Chronic nimodipine treatment in aged rats: Analysis of motor and cognitive effects and muscarinic-induced striatal dopamine release

• Published in: Neurobiology of aging Vol. 15; no. 1; pp. 55 - 61
• Main Authors: Ingram, Donald K., Joseph, James A., Spangler, Edward L., Roberts, Dawn, Hengemihle, John, Fanelli, Richard J.
• Format: Journal Article
• Language: English
• Published: London Elsevier Inc 1994; Elsevier Science
• Subjects: Aging; Aging - metabolism; Animals; Avoidance Learning - drug effects; Biological and medical sciences; Body Weight - drug effects; Calcium channels; Cognition - drug effects; Dopamine - metabolism; Eating - drug effects; Exploratory Behavior - drug effects; Glutamate receptors; Learning; Male; Medical sciences; Memory; Miscellaneous; Motor Activity - drug effects; Neostriatum - drug effects; Neostriatum - metabolism; Neuropharmacology; Nimodipine - blood; Nimodipine - pharmacology; Oxotremorine - pharmacology; Parasympathomimetics - pharmacology; Pharmacology. Drug treatments; Postural Balance - drug effects; Psychomotor Performance - drug effects; Rats; Rats, Inbred F344; Glutamate receptors; Learning; Aging; Calcium channels; Memory; Senescence; Dopamine; Rat; Calcium antagonist; Rodentia; Central nervous system; Basal ganglion; Corpus striatum; Catecholamine; Dihydropyridine derivative; Vertebrata; Mammalia; Acquisition process; Spontaneous physical activity; Animal; Neurotransmitter; Release; Brain (vertebrata)

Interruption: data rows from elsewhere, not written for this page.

//! Configuration validation.
//!
//! Checks every recognised key before an evaluation runs. Unknown sections
//! and keys are ignored.

use crate::domain::error::StockscopeError;
use crate::domain::evaluator::EvaluationSettings;
use crate::domain::fusion::WeightingPolicy;
use crate::domain::ohlcv::WeekAnchor;
use crate::ports::config_port::ConfigPort;

pub const OUTPUT_FORMATS: [&str; 2] = ["text", "json"];

/// Full check used by `validate`: the data directory must be configured.
pub fn validate_config(config: &dyn ConfigPort) -> Result<(), StockscopeError> {
    validate_data_dir(config)?;
    validate_evaluation_keys(config)?;
    validate_format(config)?;
    Ok(())
}

/// Keys that shape an evaluation; each is optional and defaulted.
pub fn validate_evaluation_keys(config: &dyn ConfigPort) -> Result<(), StockscopeError> {
    week_anchor(config)?;
    policy(config)?;
    include_chart(config)?;
    Ok(())
}

/// Validated evaluation settings, defaults filled in for absent keys.
pub fn evaluation_settings(config: &dyn ConfigPort) -> Result<EvaluationSettings, StockscopeError> {
    Ok(EvaluationSettings {
        week_anchor: week_anchor(config)?,
        policy: policy(config)?,
        include_chart: include_chart(config)?,
    })
}

/// `[data] dir`, if configured and non-blank.
pub fn data_dir(config: &dyn ConfigPort) -> Option<String> {
    config
        .get_string("data", "dir")
        .map(|s| s.trim().to_string())
        .filter(|s| !s.is_empty())
}

/// `[output] format`, lowercased, if configured.
pub fn output_format(config: &dyn ConfigPort) -> Result<Option<String>, StockscopeError> {
    validate_format(config)?;
    Ok(config
        .get_string("output", "format")
        .map(|s| s.trim().to_lowercase()))
}

fn invalid(section: &str, key: &str, reason: String) -> StockscopeError {
    StockscopeError::ConfigInvalid {
        section: section.to_string(),
        key: key.to_string(),
        reason,
    }
}

fn validate_data_dir(config: &dyn ConfigPort) -> Result<(), StockscopeError> {
    match data_dir(config) {
        Some(_) => Ok(()),
        None => Err(StockscopeError::ConfigMissing {
            section: "data".to_string(),
            key: "dir".to_string(),
        }),
    }
}

fn week_anchor(config: &dyn ConfigPort) -> Result<WeekAnchor, StockscopeError> {
    match config.get_string("data", "week_anchor") {
        None => Ok(WeekAnchor::default()),
        Some(s) => WeekAnchor::parse(&s).ok_or_else(|| {
            invalid(
                "data",
                "week_anchor",
                format!("unknown week anchor '{}', expected sunday or friday", s),
            )
        }),
    }
}

fn policy(config: &dyn ConfigPort) -> Result<WeightingPolicy, StockscopeError> {
    match config.get_string("fusion", "policy") {
        None => Ok(WeightingPolicy::default()),
        Some(s) => WeightingPolicy::parse(&s).ok_or_else(|| {
            invalid(
                "fusion",
                "policy",
                format!(
                    "unknown policy '{}', expected four_domain or legacy_three_domain",
                    s
                ),
            )
        }),
    }
}

fn include_chart(config: &dyn ConfigPort) -> Result<bool, StockscopeError> {
    match config.get_string("output", "chart") {
        None => Ok(true),
        Some(s) => match s.trim().to_lowercase().as_str() {
            "true" | "yes" | "1" => Ok(true),
            "false" | "no" | "0" => Ok(false),
            _ => Err(invalid(
                "output",
                "chart",
                format!("'{}' is not a boolean", s),
            )),
        },
    }
}

fn validate_format(config: &dyn ConfigPort) -> Result<(), StockscopeError> {
    match config.get_string("output", "format") {
        Some(s) if !OUTPUT_FORMATS.contains(&s.trim().to_lowercase().as_str()) => Err(invalid(
            "output",
            "format",
            format!("unknown format '{}', expected text or json", s),
        )),
        _ => Ok(()),
    }
}

#[cfg(test)]
mod tests {
    use super::*;
    use crate::adapters::file_config_adapter::FileConfigAdapter;

    fn make_config(content: &str) -> FileConfigAdapter {
        FileConfigAdapter::from_string(content).unwrap()
    }

    #[test]
    fn valid_config_passes() {
        let config = make_config(
            r#"
[data]
dir = ./data
week_anchor = friday

[fusion]
policy = legacy_three_domain

[output]
format = json
chart = false
"#,
        );
        assert!(validate_config(&config).is_ok());
        let settings = evaluation_settings(&config).unwrap();
        assert_eq!(settings.week_anchor, WeekAnchor::Friday);
        assert_eq!(settings.policy, WeightingPolicy::LegacyThreeDomain);
        assert!(!settings.include_chart);
        assert_eq!(output_format(&config).unwrap().as_deref(), Some("json"));
    }

    #[test]
    fn defaults_for_absent_keys() {
        let config = make_config("[data]\ndir = ./data\n");
        let settings = evaluation_settings(&config).unwrap();
        assert_eq!(settings, EvaluationSettings::default());
        assert_eq!(output_format(&config).unwrap(), None);
    }

    #[test]
    fn missing_data_dir_fails() {
        let config = make_config("[fusion]\npolicy = four_domain\n");
        let err = validate_config(&config).unwrap_err();
        assert!(matches!(err, StockscopeError::ConfigMissing { key, .. } if key == "dir"));
    }

    #[test]
    fn blank_data_dir_fails() {
        let config = make_config("[data]\ndir =   \n");
        let err = validate_config(&config).unwrap_err();
        assert!(matches!(err, StockscopeError::ConfigMissing { key, .. } if key == "dir"));
    }

    #[test]
    fn unknown_week_anchor_fails() {
        let config = make_config("[data]\ndir = x\nweek_anchor = monday\n");
        let err = validate_config(&config).unwrap_err();
        assert!(matches!(err, StockscopeError::ConfigInvalid { key, .. } if key == "week_anchor"));
    }

    #[test]
    fn unknown_policy_fails() {
        let config = make_config("[data]\ndir = x\n[fusion]\npolicy = five_domain\n");
        let err = validate_config(&config).unwrap_err();
        assert!(matches!(err, StockscopeError::ConfigInvalid { key, .. } if key == "policy"));
    }

    #[test]
    fn unknown_format_fails() {
        let config = make_config("[data]\ndir = x\n[output]\nformat = html\n");
        let err = validate_config(&config).unwrap_err();
        assert!(matches!(err, StockscopeError::ConfigInvalid { key, .. } if key == "format"));
    }

    #[test]
    fn non_boolean_chart_fails() {
        let config = make_config("[data]\ndir = x\n[output]\nchart = maybe\n");
        let err = validate_config(&config).unwrap_err();
        assert!(matches!(err, StockscopeError::ConfigInvalid { key, .. } if key == "chart"));
    }

    #[test]
    fn evaluation_keys_do_not_require_data_dir() {
        let config = make_config("[fusion]\npolicy = four_domain\n");
        assert!(validate_evaluation_keys(&config).is_ok());
    }
}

• ISSN: 0197-4580; 1558-1497
• DOI: 10.1016/0197-4580(94)90144-9

Nimodipine is a calcium channel blocker reported to have beneficial effects on treatment of ischemic damage as well as the potential for retarding aspects of brain and behavioral aging when provided chronically to rats. We treated aged male F-344 rats (24 months) with nimodipine in SC pellets in the following doses: 0 (controls), 20 mg (low-dose), or 40 mg (high-dose) replenished after 6 weeks. After 3 months of treatment, surviving rats and a group of young controls (6 months) were tested in a behavioral battery involving exploratory activity in an open field and in a runwheel cage as well as motor abilities required for remaining on an inclined screen, suspended from a wire, and balanced on a rotorod. Rats were also pretrained for one-way active avoidance in a straight runway before being trained in a 14-unit T maze. During 20 trials rats were required to negotiate each of 5 maze segments within 10 s to avoid foot shock (0.8 mA). Nimodipine treatment produced no significant effects on body weight, food intake, or survival of aged rats. Analysis of behavioral results indicated significant age-related decline in performance of all tasks except in open-field behavior. Nimodipine treatment had no significant effects on behavioral performance of aged rats except in maze learning. Rats on the high-dose regimen performed significantly better than aged controls in the maze. The results indicate that chronic nimodipine treatment of aged rats had no toxic effects and might be beneficial for preventing age-related decline in learning performance.